— Значит, так, друзья мои, — остановился он, наконец, возле своего стола, легонько пристукнув по нему ладонями, — один из ваших товарищей написал рассказ. То есть художественное, как вы понимаете, произведение. Вам внятно, о чем я говорю? Так вот, он готов вынести его на ваш суд...
Странно, мне послышалось в голосе у него скрытое волнение, словно он готовился вынести на этот суд собственное творение. Еще немного, и это состояние, надо думать, передалось бы мне, но тут его пальцы взметнулись к «усам», он повернулся в мою сторону:
— Приступим?
...Ребята хлопали, не жалея ладошек. Я видел, искренне. Николай Петрович прохаживался с непроницаемым лицом вдоль классной доски. Дождавшись относительной тишины, поглядел на меня изучающе и неожиданно сказал:
— А теперь найди в себе мужество и перед лицом товарищей честно признайся: откуда переписал?
Тишина стала мертвой. Я проглотил комок вмиг загустевшей слюны и не удержал себя — сорвался на девчоночий взрыд:
— Да что это вы придумали-то!
— Хорошо! Ладно! А чем докажешь, что это твое? — и вдруг пошел на меня, выбросив вперед руку с растопыренными пальцами. — Чем можешь доказать?
— И докажу!
— Но чем, чем?
— А я это... Ну, попробую еще чего-нибудь написать.
— Попробуешь или напишешь?
— Напишу! В натуре!
Он удовлетворенно хмыкнул и возвратился на свое место.
— Вот это я и хотел от тебя услышать. Кроме, конечно, жаргонного «В натуре!» А рукопись занеси на перемене в учительскую, я договорился с машинисткой, она перепечатает.
С этого дня я был как бы произведен в генералы. Класс мной гордился, точно знаменем.

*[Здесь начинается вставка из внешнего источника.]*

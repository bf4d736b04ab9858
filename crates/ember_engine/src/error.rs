//! Engine error type
//!
//! Every fatal condition in the engine is reported through [`EngineError`].
//! Usage and resource-load failures carry the name of the object that raised
//! them, the operation that failed and a human readable constraint, and are
//! written to the log before they are returned.

use thiserror::Error;

use crate::config::ConfigError;

/// Engine-wide error
#[derive(Error, Debug)]
pub enum EngineError {
    /// Invalid argument or configuration detected at construction or call time
    #[error("Object [{object}] threw exception from function [{function}] with message [{message}].")]
    Usage {
        /// Name of the object that rejected the call
        object: String,
        /// Operation that failed
        function: &'static str,
        /// Constraint description
        message: String,
    },

    /// A shader, texture or framebuffer could not be created
    #[error("Object [{object}] failed to load resource in function [{function}] with message [{message}].")]
    ResourceLoad {
        /// Name of the object that was loading
        object: String,
        /// Operation that failed
        function: &'static str,
        /// Driver or decoder diagnostic
        message: String,
    },

    /// Window system failure
    #[error("Window error: {0}")]
    Window(String),

    /// Configuration file failure
    #[error(transparent)]
    Config(#[from] ConfigError),
}

/// Result alias used across the engine
pub type EngineResult<T> = Result<T, EngineError>;

impl EngineError {
    /// Log and build a usage error
    pub fn usage(object: impl Into<String>, function: &'static str, message: impl Into<String>) -> Self {
        let object = object.into();
        let message = message.into();
        log::error!(target: "ember_engine", "[{}] {}: {}", object, function, message);
        Self::Usage { object, function, message }
    }

    /// Log and build a resource-load error
    pub fn resource(object: impl Into<String>, function: &'static str, message: impl Into<String>) -> Self {
        let object = object.into();
        let message = message.into();
        log::error!(target: "ember_engine", "[{}] {}: {}", object, function, message);
        Self::ResourceLoad { object, function, message }
    }
}

/// Fail with a usage error unless `condition` holds
///
/// Used by setters that validate numeric ranges.
pub(crate) fn ensure(
    condition: bool,
    object: &str,
    function: &'static str,
    message: &str,
) -> EngineResult<()> {
    if condition {
        Ok(())
    } else {
        Err(EngineError::usage(object, function, message))
    }
}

Девчонки уважительно, без намека на иронию, шептались за спиной: «Вон наш писатель пошел...»
Скоро после того приспела пора осмысления пушкинского «Евгения Онегина». Спасибо, Николай Петрович не устраивал гонок, на сочинение, посвященное художественным особенностям романа, выделил полных три недели.
Надо ли говорить, как я выкладывался! При этом невольно оказался в особом, исключительно выигрышном положении по отношению к одноклассникам, так как знал роман наизусть. От первой строфы до последней.

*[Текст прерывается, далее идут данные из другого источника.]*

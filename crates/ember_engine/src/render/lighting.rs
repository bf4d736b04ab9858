//! Lighting system
//!
//! One directional light and up to [`MAX_POINT_LIGHTS`] point lights, owned by
//! the [`LightManager`]. The directional light also carries the light-space
//! matrices computed by the shadow pass.

use crate::error::{ensure, EngineError, EngineResult};
use crate::foundation::math::{utils, Mat4, Mat4Ext, Vec3};

/// Point lights supported by the lit shader
pub const MAX_POINT_LIGHTS: usize = 4;

// Above this |direction.y| the +Y up vector is too close to parallel
const VERTICAL_LIGHT_THRESHOLD: f32 = 0.999;

/// Sun-like light shining along one direction
#[derive(Debug, Clone)]
pub struct DirectionalLight {
    enabled: bool,
    color: Vec3,
    direction: Vec3,
    view_matrix: Mat4,
    projection_matrix: Mat4,
}

impl Default for DirectionalLight {
    fn default() -> Self {
        Self {
            enabled: false,
            color: Vec3::new(1.0, 1.0, 1.0),
            direction: Vec3::new(-1.0, -1.0, -1.0).normalize(),
            view_matrix: Mat4::identity(),
            projection_matrix: Mat4::identity(),
        }
    }
}

impl DirectionalLight {
    /// Enable or disable the light
    pub fn enable(&mut self, enabled: bool) {
        self.enabled = enabled;
    }

    /// Whether the light is enabled
    pub fn is_enabled(&self) -> bool {
        self.enabled
    }

    /// Light color
    pub fn color(&self) -> Vec3 {
        self.color
    }

    /// Set the light color (clamped to [0, 1])
    pub fn set_color(&mut self, color: Vec3) {
        self.color = utils::clamp_color(color);
    }

    /// Normalized light direction
    pub fn direction(&self) -> Vec3 {
        self.direction
    }

    /// Set the light direction; zero vectors are ignored
    pub fn set_direction(&mut self, direction: Vec3) {
        match direction.try_normalize(f32::EPSILON) {
            Some(direction) => self.direction = direction,
            None => log::warn!(target: "directional_light", "Zero light direction ignored."),
        }
    }

    /// Look along the light direction from `center`
    ///
    /// Vertical lights use +Z as the up vector.
    pub fn look_from(&mut self, center: Vec3) {
        let up = if self.direction.y.abs() > VERTICAL_LIGHT_THRESHOLD { Vec3::z() } else { Vec3::y() };
        self.view_matrix = Mat4::look_at(center, center + self.direction, up);
    }

    /// Orthographic projection spanning `extent` (width, height, length) around the eye
    pub fn fit_projection(&mut self, extent: Vec3) {
        self.projection_matrix = Mat4::orthographic(-extent.x, extent.x, -extent.y, extent.y, -extent.z, extent.z);
    }

    /// Light view matrix
    pub fn view_matrix(&self) -> Mat4 {
        self.view_matrix
    }

    /// Light projection matrix
    pub fn projection_matrix(&self) -> Mat4 {
        self.projection_matrix
    }

    /// Projection * view, used for shadow lookups
    pub fn projection_view_matrix(&self) -> Mat4 {
        self.projection_matrix * self.view_matrix
    }
}

/// Attenuated omnidirectional light
#[derive(Debug, Clone)]
pub struct PointLight {
    enabled: bool,
    position: Vec3,
    color: Vec3,
    linear_factor: f32,
    quadratic_factor: f32,
}

impl Default for PointLight {
    fn default() -> Self {
        Self {
            enabled: false,
            position: Vec3::zeros(),
            color: Vec3::new(1.0, 1.0, 1.0),
            linear_factor: 0.14,
            quadratic_factor: 0.07,
        }
    }
}

impl PointLight {
    /// Enable or disable the light
    pub fn enable(&mut self, enabled: bool) {
        self.enabled = enabled;
    }

    /// Whether the light is enabled
    pub fn is_enabled(&self) -> bool {
        self.enabled
    }

    /// World position
    pub fn position(&self) -> Vec3 {
        self.position
    }

    /// Move the light
    pub fn set_position(&mut self, position: Vec3) {
        self.position = position;
    }

    /// Light color
    pub fn color(&self) -> Vec3 {
        self.color
    }

    /// Set the light color (clamped to [0, 1])
    pub fn set_color(&mut self, color: Vec3) {
        self.color = utils::clamp_color(color);
    }

    /// Linear attenuation factor
    pub fn linear_factor(&self) -> f32 {
        self.linear_factor
    }

    /// Quadratic attenuation factor
    pub fn quadratic_factor(&self) -> f32 {
        self.quadratic_factor
    }

    /// Set both attenuation factors (each > 0)
    pub fn set_attenuation(&mut self, linear: f32, quadratic: f32) -> EngineResult<()> {
        ensure(linear > 0.0, "point_light", "PointLight::set_attenuation", "Linear factor value out of range: {0 < VALUE}.")?;
        ensure(quadratic > 0.0, "point_light", "PointLight::set_attenuation", "Quadratic factor value out of range: {0 < VALUE}.")?;
        self.linear_factor = linear;
        self.quadratic_factor = quadratic;
        Ok(())
    }
}

/// Owner of every light in the scene
#[derive(Debug, Clone, Default)]
pub struct LightManager {
    lighting_enabled: bool,
    directional: DirectionalLight,
    point_lights: Vec<PointLight>,
}

impl LightManager {
    /// Lighting disabled, default directional light, no point lights
    pub fn new() -> Self {
        Self::default()
    }

    /// Master lighting switch
    pub fn enable_lighting(&mut self, enabled: bool) {
        self.lighting_enabled = enabled;
    }

    /// Whether lighting is enabled
    pub fn is_lighting_enabled(&self) -> bool {
        self.lighting_enabled
    }

    /// The directional light
    pub fn directional_light(&self) -> &DirectionalLight {
        &self.directional
    }

    /// The directional light, mutably
    pub fn directional_light_mut(&mut self) -> &mut DirectionalLight {
        &mut self.directional
    }

    /// Add a point light and return its index
    pub fn create_point_light(&mut self) -> EngineResult<usize> {
        if self.point_lights.len() >= MAX_POINT_LIGHTS {
            return Err(EngineError::usage(
                "light_manager",
                "LightManager::create_point_light",
                format!("Point lights count limit ({MAX_POINT_LIGHTS}) reached."),
            ));
        }
        self.point_lights.push(PointLight::default());
        log::debug!(target: "light_manager", "Point light {} created.", self.point_lights.len() - 1);
        Ok(self.point_lights.len() - 1)
    }

    /// Point light by index
    pub fn point_light(&self, index: usize) -> Option<&PointLight> {
        self.point_lights.get(index)
    }

    /// Point light by index, mutably
    pub fn point_light_mut(&mut self, index: usize) -> Option<&mut PointLight> {
        self.point_lights.get_mut(index)
    }

    /// All point lights in slot order
    pub fn point_lights(&self) -> &[PointLight] {
        &self.point_lights
    }

    /// Number of point lights
    pub fn point_lights_count(&self) -> usize {
        self.point_lights.len()
    }

    /// Remove a point light; later lights shift down one slot
    pub fn remove_point_light(&mut self, index: usize) -> Option<PointLight> {
        (index < self.point_lights.len()).then(|| self.point_lights.remove(index))
    }

    /// Remove every point light
    pub fn remove_all_point_lights(&mut self) {
        self.point_lights.clear();
    }
}

#[cfg(test)]
mod tests {
    use super::*;
    use approx::assert_relative_eq;

    #[test]
    fn test_point_light_limit() {
        let mut lights = LightManager::new();
        for expected in 0..MAX_POINT_LIGHTS {
            assert_eq!(lights.create_point_light().unwrap(), expected);
        }
        assert!(lights.create_point_light().is_err());

        lights.remove_point_light(1);
        assert_eq!(lights.point_lights_count(), 3);
        assert!(lights.remove_point_light(10).is_none());
    }

    #[test]
    fn test_directional_defaults() {
        let light = DirectionalLight::default();
        assert!(!light.is_enabled());
        assert_relative_eq!(light.direction().norm(), 1.0, epsilon = 1e-6);
        assert_relative_eq!(light.direction().x, -1.0 / 3.0_f32.sqrt(), epsilon = 1e-6);
    }

    #[test]
    fn test_projection_view_combines_matrices() {
        let mut light = DirectionalLight::default();
        light.set_direction(Vec3::new(0.0, -1.0, -0.001));
        light.look_from(Vec3::new(0.0, 5.0, 0.0));
        light.fit_projection(Vec3::new(2.0, 2.0, 10.0));
        assert_relative_eq!(light.projection_view_matrix(), light.projection_matrix() * light.view_matrix());
    }

    #[test]
    fn test_attenuation_must_be_positive() {
        let mut light = PointLight::default();
        assert!(light.set_attenuation(0.0, 0.1).is_err());
        assert!(light.set_attenuation(0.2, 0.1).is_ok());
        assert_eq!(light.linear_factor(), 0.2);
    }

    #[test]
    fn test_vertical_light_view_is_finite() {
        for direction in [Vec3::new(0.0, -1.0, 0.0), Vec3::new(0.0, 1.0, 0.0)] {
            let mut light = DirectionalLight::default();
            light.set_direction(direction);
            light.look_from(Vec3::new(1.0, 5.0, -2.0));

            let view = light.view_matrix();
            assert!(view.iter().all(|v| v.is_finite()), "{direction:?}");
            // The view looks down its own -Z axis
            let forward = view.transform_vector(&direction);
            assert_relative_eq!(forward, Vec3::new(0.0, 0.0, -1.0), epsilon = 1e-5);
        }
    }
}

Должен признаться, это обстоятельство объяснялось не какой-то возвышенной любовью к произведению, хотя оно того и заслуживает, подоплека была прозаически-обыденной: мне страстно хотелось заполучить в свое распоряжение охотничий дробовик, а отец дал согласие на приобретение лишь при условии, если продекламирую ему без загляда в текст пушкинский шедевр за один присест. И без единой заминки.

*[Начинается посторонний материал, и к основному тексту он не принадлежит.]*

//! # Shadow Renderer
//!
//! Fills the depth targets sampled by the lit object shader:
//! - one 2D depth map for the directional light, rendered with an
//!   orthographic projection fitted around the camera frustum slice that
//!   receives shadows
//! - one depth cube map per enabled point light, rendered in a single pass
//!   through the six face matrices
//!
//! Targets are created on first use and recreated when the configured map
//! size changes; a replaced target is released once the object renderer lets
//! go of its depth texture. The resulting textures are handed to the
//! [`ObjectRenderer`] for the visible pass.

use std::cell::RefCell;
use std::rc::Rc;

use super::ObjectRenderer;
use crate::error::EngineResult;
use crate::foundation::math::{Mat4, Mat4Ext, Vec3};
use crate::render::api::{ClearMask, FramebufferBinding};
use crate::render::camera::Camera;
use crate::render::lighting::{LightManager, MAX_POINT_LIGHTS};
use crate::render::mesh::Object3D;
use crate::render::resources::{BuiltinShader, FrameBuffer, ShaderLibrary, ShaderProgram, Texture};
use crate::render::settings::ShadowMapConfig;
use crate::render::state::StateCache;

const POINT_SHADOW_NEAR: f32 = 0.1;

/// Renders shadow depth maps for the directional light and point lights
pub struct ShadowRenderer {
    directional_shader: ShaderProgram,
    point_shader: ShaderProgram,
    directional_framebuffer: Option<FrameBuffer>,
    point_framebuffers: [Option<FrameBuffer>; MAX_POINT_LIGHTS],
}

impl ShadowRenderer {
    /// Build the directional and point depth shaders
    pub fn new(state: &mut StateCache, library: &ShaderLibrary) -> EngineResult<Self> {
        let renderer = Self {
            directional_shader: library.load(state, BuiltinShader::DirectionalDepth)?,
            point_shader: library.load(state, BuiltinShader::PointDepth)?,
            directional_framebuffer: None,
            point_framebuffers: Default::default(),
        };
        log::debug!(target: "shadow_renderer", "Shadow renderer created.");
        Ok(renderer)
    }

    /// Directional shadow target, once created
    pub fn directional_framebuffer(&self) -> Option<&FrameBuffer> {
        self.directional_framebuffer.as_ref()
    }

    /// Shadow target of point light `index`, once created
    pub fn point_framebuffer(&self, index: usize) -> Option<&FrameBuffer> {
        self.point_framebuffers.get(index).and_then(Option::as_ref)
    }

    /// Render all shadow maps for `objects` and hand them to `object_renderer`
    ///
    /// Updates the directional light's view and projection. Leaves a shadow
    /// framebuffer bound; the caller restores its own target and viewport.
    pub fn render(
        &mut self,
        state: &mut StateCache,
        object_renderer: &mut ObjectRenderer,
        camera: &RefCell<Camera>,
        lights: &mut LightManager,
        shadows: &ShadowMapConfig,
        objects: &[Object3D],
    ) -> EngineResult<()> {
        if !shadows.enabled || objects.is_empty() {
            return Ok(());
        }

        state.unbind_all_textures();
        state.enable_depth_test(true);
        state.enable_depth_mask(true);
        state.enable_blend(false);
        state.enable_face_cull(true);

        if lights.directional_light().is_enabled() {
            self.render_directional(state, object_renderer, camera, lights, shadows, objects)?;
        } else {
            object_renderer.set_directional_shadow_map(None);
        }
        self.render_point_lights(state, object_renderer, lights, shadows, objects)
    }

    fn render_directional(
        &mut self,
        state: &mut StateCache,
        object_renderer: &mut ObjectRenderer,
        camera: &RefCell<Camera>,
        lights: &mut LightManager,
        shadows: &ShadowMapConfig,
        objects: &[Object3D],
    ) -> EngineResult<()> {
        {
            let mut camera = camera.borrow_mut();
            let mirrors_box = camera.updates_frustum_box();
            camera.set_updates_frustum_box(false);

            let light = lights.directional_light_mut();
            let fitted = camera.frustum_box_mut().update(shadows.distance);
            if fitted.is_ok() {
                let frustum = camera.frustum_box_mut();
                light.look_from(frustum.center());
                frustum.recalculate_space(&light.view_matrix());
                light.fit_projection(Vec3::new(frustum.width(), frustum.height(), frustum.length()));
                light.look_from(camera.position());
            }
            camera.set_updates_frustum_box(mirrors_box);
            fitted?;
        }

        let size = shadows.directional_map_size;
        let framebuffer = match self.directional_framebuffer.take() {
            Some(framebuffer) if framebuffer.size() == (size, size) => framebuffer,
            _ => {
                log::debug!(target: "shadow_renderer", "Creating directional shadow map ({}x{}).", size, size);
                FrameBuffer::builder("depth_map_dir_light")
                    .with_size(size, size)
                    .with_depth_texture()
                    .without_color_buffers()
                    .build(state)?
            }
        };

        let shader = &mut self.directional_shader;
        state.activate_shader_program(shader);
        shader.set_uniform(state, "matrices.light_space_matrix", lights.directional_light().projection_view_matrix());
        state.bind_framebuffer(&framebuffer, FramebufferBinding::Full);
        state.device().viewport(0, 0, size, size);
        state.device().clear(ClearMask::DEPTH);
        object_renderer.render_depth(state, shader, objects);

        object_renderer.set_directional_shadow_map(framebuffer.depth_texture().cloned());
        self.directional_framebuffer = Some(framebuffer);
        Ok(())
    }

    fn render_point_lights(
        &mut self,
        state: &mut StateCache,
        object_renderer: &mut ObjectRenderer,
        lights: &LightManager,
        shadows: &ShadowMapConfig,
        objects: &[Object3D],
    ) -> EngineResult<()> {
        let lit: Vec<usize> = (0..MAX_POINT_LIGHTS)
            .filter(|&i| lights.point_light(i).is_some_and(|light| light.is_enabled()))
            .collect();
        for i in (0..MAX_POINT_LIGHTS).filter(|i| !lit.contains(i)) {
            object_renderer.set_point_shadow_map(i, None);
        }
        if lit.is_empty() {
            return Ok(());
        }

        let shader = &mut self.point_shader;
        state.activate_shader_program(shader);
        shader.set_uniform(state, "shadow_distance", shadows.distance);

        let size = shadows.point_map_size;
        for i in lit {
            let Some(light) = lights.point_light(i) else { continue };
            let position = light.position();
            shader.set_uniform(state, "light_position", position);
            for (face, matrix) in cube_face_matrices(position, shadows.distance).into_iter().enumerate() {
                shader.set_uniform(state, &format!("shadow_matrices[{face}].mat"), matrix);
            }

            let framebuffer = match self.point_framebuffers[i].take() {
                Some(framebuffer) if framebuffer.size() == (size, size) => framebuffer,
                _ => {
                    log::debug!(target: "shadow_renderer", "Creating point light {} shadow map ({}x{}).", i, size, size);
                    FrameBuffer::builder(format!("depth_map_point_lights_{i}"))
                        .with_size(size, size)
                        .with_depth_cube_texture()
                        .without_color_buffers()
                        .build(state)?
                }
            };

            state.bind_framebuffer(&framebuffer, FramebufferBinding::Full);
            state.device().viewport(0, 0, size, size);
            state.device().clear(ClearMask::DEPTH);
            object_renderer.render_depth(state, shader, objects);

            let texture: Option<Rc<Texture>> = framebuffer.depth_cube_texture().cloned();
            object_renderer.set_point_shadow_map(i, texture);
            self.point_framebuffers[i] = Some(framebuffer);
        }
        Ok(())
    }
}

/// Projection * view for the six cube faces around `position`, in
/// +X, -X, +Y, -Y, +Z, -Z order
fn cube_face_matrices(position: Vec3, distance: f32) -> [Mat4; 6] {
    let projection = Mat4::perspective(std::f32::consts::FRAC_PI_2, 1.0, POINT_SHADOW_NEAR, distance);
    let faces = [
        (Vec3::x(), -Vec3::y()),
        (-Vec3::x(), -Vec3::y()),
        (Vec3::y(), Vec3::z()),
        (-Vec3::y(), -Vec3::z()),
        (Vec3::z(), -Vec3::y()),
        (-Vec3::z(), -Vec3::y()),
    ];
    faces.map(|(axis, up)| projection * Mat4::look_at(position, position + axis, up))
}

Но вернусь к сочинению. Получился целый трактат. Переписывая всю работу набело, пришлось даже подужа́ть плечи почерку, дабы уместиться в объемистой тетради, которая в школьном обиходе именовалась общей.
И опять привел в изумление, как в случае с моим рассказом, Николай Петрович: ждали, будет карабкаться к вершинам мысли в наших сочинениях с полмесяца, если не больше, а он перелопатил их, три с лишним десятка, за воскресный день. Верно, ему эта работа не была в тягость. Или, лучше сказать, не в тягость — в радость.
В понедельник урока литературы в расписании не значилось, так Николай Петрович изловил во время перемены старосту класса, попросил убедить нашу вольницу остаться после конца занятий. Тем более, занимались во вторую смену, торопить, чтоб освободили помещение, некому. Разве что уборщица поворчит.
Снизошли. Остались. Да ведь и самим интересно же было узнать, как оценены трехнедельные усилия.
Обычно он приходил к нам с безразмерным портфелем, в чреве которого, помимо книг, журналов, наших тетрадей, могли обнаружиться и холостяцкий бутерброд, и бутылка молока, и смена белья, приготовленного в стирку. На этот раз портфелю был дан выходной, Николай Петрович проделал путь от учительской до дверей класса, торжественно неся стопу тетрадей на вытянутых руках.
Не могу сказать, что мы тогда оценили эту уважительность по отношению к чужому труду в полной мере, но по себе помню: что-то дрогнуло в те минуты в наших сердцах, что-то отозвалось на поразивший нас поступок. И что-то осталось, надо думать, «про запас».